▶ TASK TO CARRY OUT
Exactly the lines from the start of the data through the line containing "Wire records ──────────────────────────────────────────────" should be output, with both ends kept and nothing added.

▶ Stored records
■ ■ ■
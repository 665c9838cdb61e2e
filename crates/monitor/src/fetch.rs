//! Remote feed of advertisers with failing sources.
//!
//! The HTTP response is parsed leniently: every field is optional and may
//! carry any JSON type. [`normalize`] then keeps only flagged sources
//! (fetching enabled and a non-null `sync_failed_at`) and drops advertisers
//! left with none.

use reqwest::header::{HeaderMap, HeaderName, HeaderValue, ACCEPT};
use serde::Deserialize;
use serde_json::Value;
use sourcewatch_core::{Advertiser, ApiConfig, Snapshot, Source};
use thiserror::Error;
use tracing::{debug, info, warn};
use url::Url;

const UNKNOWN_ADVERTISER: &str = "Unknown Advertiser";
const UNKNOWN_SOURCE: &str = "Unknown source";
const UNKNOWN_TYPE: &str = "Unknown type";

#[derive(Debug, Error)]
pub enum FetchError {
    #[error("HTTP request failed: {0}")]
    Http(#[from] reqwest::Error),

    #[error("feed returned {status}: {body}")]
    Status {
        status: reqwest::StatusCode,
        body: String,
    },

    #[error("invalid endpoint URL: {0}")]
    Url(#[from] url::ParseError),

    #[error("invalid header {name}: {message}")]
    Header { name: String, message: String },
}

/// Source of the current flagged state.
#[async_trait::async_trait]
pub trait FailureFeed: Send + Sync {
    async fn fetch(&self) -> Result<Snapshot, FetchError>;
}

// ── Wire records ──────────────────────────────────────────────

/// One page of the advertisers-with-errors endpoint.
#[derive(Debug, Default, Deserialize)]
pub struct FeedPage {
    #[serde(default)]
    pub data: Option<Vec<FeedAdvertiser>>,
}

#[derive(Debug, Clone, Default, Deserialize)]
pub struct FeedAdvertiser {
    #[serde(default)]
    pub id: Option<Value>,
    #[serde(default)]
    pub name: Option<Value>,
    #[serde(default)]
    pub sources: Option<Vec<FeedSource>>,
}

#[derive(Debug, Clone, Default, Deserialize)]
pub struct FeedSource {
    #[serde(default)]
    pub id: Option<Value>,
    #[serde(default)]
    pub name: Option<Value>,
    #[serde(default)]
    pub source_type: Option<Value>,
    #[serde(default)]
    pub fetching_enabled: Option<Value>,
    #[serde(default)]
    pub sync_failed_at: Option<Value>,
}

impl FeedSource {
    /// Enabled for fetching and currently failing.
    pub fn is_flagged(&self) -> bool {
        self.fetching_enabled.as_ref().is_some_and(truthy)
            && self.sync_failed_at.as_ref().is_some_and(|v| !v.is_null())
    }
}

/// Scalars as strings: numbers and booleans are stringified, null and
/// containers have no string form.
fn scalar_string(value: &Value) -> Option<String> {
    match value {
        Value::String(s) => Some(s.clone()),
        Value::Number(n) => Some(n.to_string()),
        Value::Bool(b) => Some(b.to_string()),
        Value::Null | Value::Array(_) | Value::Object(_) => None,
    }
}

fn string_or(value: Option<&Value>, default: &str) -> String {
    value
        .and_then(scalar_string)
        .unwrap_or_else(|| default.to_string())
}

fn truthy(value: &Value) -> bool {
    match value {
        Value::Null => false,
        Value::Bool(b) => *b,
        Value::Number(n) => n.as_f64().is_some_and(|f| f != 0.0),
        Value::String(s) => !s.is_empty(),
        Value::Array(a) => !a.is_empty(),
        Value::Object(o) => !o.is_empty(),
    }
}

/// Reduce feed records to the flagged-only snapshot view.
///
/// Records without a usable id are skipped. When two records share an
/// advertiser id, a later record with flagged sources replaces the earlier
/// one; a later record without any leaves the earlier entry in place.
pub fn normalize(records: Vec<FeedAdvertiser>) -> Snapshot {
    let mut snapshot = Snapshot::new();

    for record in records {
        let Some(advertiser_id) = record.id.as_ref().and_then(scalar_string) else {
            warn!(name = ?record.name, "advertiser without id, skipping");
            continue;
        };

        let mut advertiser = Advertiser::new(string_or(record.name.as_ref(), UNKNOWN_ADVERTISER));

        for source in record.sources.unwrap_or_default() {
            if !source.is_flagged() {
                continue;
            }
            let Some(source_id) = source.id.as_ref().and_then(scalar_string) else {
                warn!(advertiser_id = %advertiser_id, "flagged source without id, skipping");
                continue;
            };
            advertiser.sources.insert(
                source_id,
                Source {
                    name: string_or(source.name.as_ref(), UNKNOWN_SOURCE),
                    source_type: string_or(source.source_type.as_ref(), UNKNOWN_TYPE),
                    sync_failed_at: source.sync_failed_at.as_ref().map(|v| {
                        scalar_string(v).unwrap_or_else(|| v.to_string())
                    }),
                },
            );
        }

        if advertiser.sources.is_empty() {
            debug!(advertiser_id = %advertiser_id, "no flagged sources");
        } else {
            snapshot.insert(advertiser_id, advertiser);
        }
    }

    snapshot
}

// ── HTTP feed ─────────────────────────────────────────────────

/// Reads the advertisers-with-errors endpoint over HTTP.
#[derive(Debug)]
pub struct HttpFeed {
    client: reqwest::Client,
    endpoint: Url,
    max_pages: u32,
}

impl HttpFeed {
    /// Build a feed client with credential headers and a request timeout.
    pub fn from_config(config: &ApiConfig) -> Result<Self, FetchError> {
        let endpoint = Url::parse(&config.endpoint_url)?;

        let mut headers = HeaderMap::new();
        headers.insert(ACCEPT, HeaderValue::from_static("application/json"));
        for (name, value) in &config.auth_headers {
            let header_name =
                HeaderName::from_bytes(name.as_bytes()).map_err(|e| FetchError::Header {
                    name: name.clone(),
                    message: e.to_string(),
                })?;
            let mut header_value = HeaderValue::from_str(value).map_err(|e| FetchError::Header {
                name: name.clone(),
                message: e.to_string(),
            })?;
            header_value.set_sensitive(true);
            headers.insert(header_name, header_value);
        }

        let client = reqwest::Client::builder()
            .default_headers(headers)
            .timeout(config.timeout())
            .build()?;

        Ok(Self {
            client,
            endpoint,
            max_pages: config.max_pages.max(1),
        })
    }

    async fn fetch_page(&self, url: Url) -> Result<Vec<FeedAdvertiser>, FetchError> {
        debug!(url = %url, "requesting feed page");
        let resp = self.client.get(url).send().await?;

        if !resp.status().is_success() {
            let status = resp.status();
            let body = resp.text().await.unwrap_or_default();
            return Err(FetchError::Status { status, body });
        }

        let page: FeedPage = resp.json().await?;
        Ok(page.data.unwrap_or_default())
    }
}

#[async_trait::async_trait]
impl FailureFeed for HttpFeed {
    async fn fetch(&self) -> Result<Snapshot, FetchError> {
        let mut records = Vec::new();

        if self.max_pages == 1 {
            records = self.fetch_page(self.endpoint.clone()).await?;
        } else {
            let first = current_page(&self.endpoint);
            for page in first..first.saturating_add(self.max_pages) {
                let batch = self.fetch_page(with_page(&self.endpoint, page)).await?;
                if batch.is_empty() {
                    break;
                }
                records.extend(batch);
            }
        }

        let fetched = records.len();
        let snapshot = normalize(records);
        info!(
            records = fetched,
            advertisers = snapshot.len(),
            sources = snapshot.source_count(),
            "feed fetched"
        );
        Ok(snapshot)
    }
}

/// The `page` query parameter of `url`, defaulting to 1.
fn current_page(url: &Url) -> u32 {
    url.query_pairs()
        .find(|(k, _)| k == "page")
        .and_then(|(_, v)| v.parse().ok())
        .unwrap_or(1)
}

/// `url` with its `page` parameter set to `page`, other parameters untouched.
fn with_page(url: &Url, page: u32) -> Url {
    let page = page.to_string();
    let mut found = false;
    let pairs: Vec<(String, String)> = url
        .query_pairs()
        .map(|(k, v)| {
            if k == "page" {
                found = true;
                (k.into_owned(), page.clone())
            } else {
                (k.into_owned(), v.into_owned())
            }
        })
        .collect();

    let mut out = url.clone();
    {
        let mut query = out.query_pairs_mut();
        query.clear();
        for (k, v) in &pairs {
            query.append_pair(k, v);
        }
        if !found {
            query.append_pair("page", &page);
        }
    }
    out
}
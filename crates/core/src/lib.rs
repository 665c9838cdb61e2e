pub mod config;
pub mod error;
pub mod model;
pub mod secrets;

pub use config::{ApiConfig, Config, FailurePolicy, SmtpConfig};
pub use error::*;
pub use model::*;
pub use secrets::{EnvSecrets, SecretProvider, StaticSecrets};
■ ■ ■
▶ SOLUTION
repository 665c9838cdb61e2e
filename crates/monitor/src/fetch.rs
//! Remote feed of advertisers with failing sources.
//!
//! The HTTP response is parsed leniently: every field is optional and may
//! carry any JSON type. [`normalize`] then keeps only flagged sources
//! (fetching enabled and a non-null `sync_failed_at`) and drops advertisers
//! left with none.

use reqwest::header::{HeaderMap, HeaderName, HeaderValue, ACCEPT};
use serde::Deserialize;
use serde_json::Value;
use sourcewatch_core::{Advertiser, ApiConfig, Snapshot, Source};
use thiserror::Error;
use tracing::{debug, info, warn};
use url::Url;

const UNKNOWN_ADVERTISER: &str = "Unknown Advertiser";
const UNKNOWN_SOURCE: &str = "Unknown source";
const UNKNOWN_TYPE: &str = "Unknown type";

#[derive(Debug, Error)]
pub enum FetchError {
    #[error("HTTP request failed: {0}")]
    Http(#[from] reqwest::Error),

    #[error("feed returned {status}: {body}")]
    Status {
        status: reqwest::StatusCode,
        body: String,
    },

    #[error("invalid endpoint URL: {0}")]
    Url(#[from] url::ParseError),

    #[error("invalid header {name}: {message}")]
    Header { name: String, message: String },
}

/// Source of the current flagged state.
#[async_trait::async_trait]
pub trait FailureFeed: Send + Sync {
    async fn fetch(&self) -> Result<Snapshot, FetchError>;
}

// ── Wire records ──────────────────────────────────────────────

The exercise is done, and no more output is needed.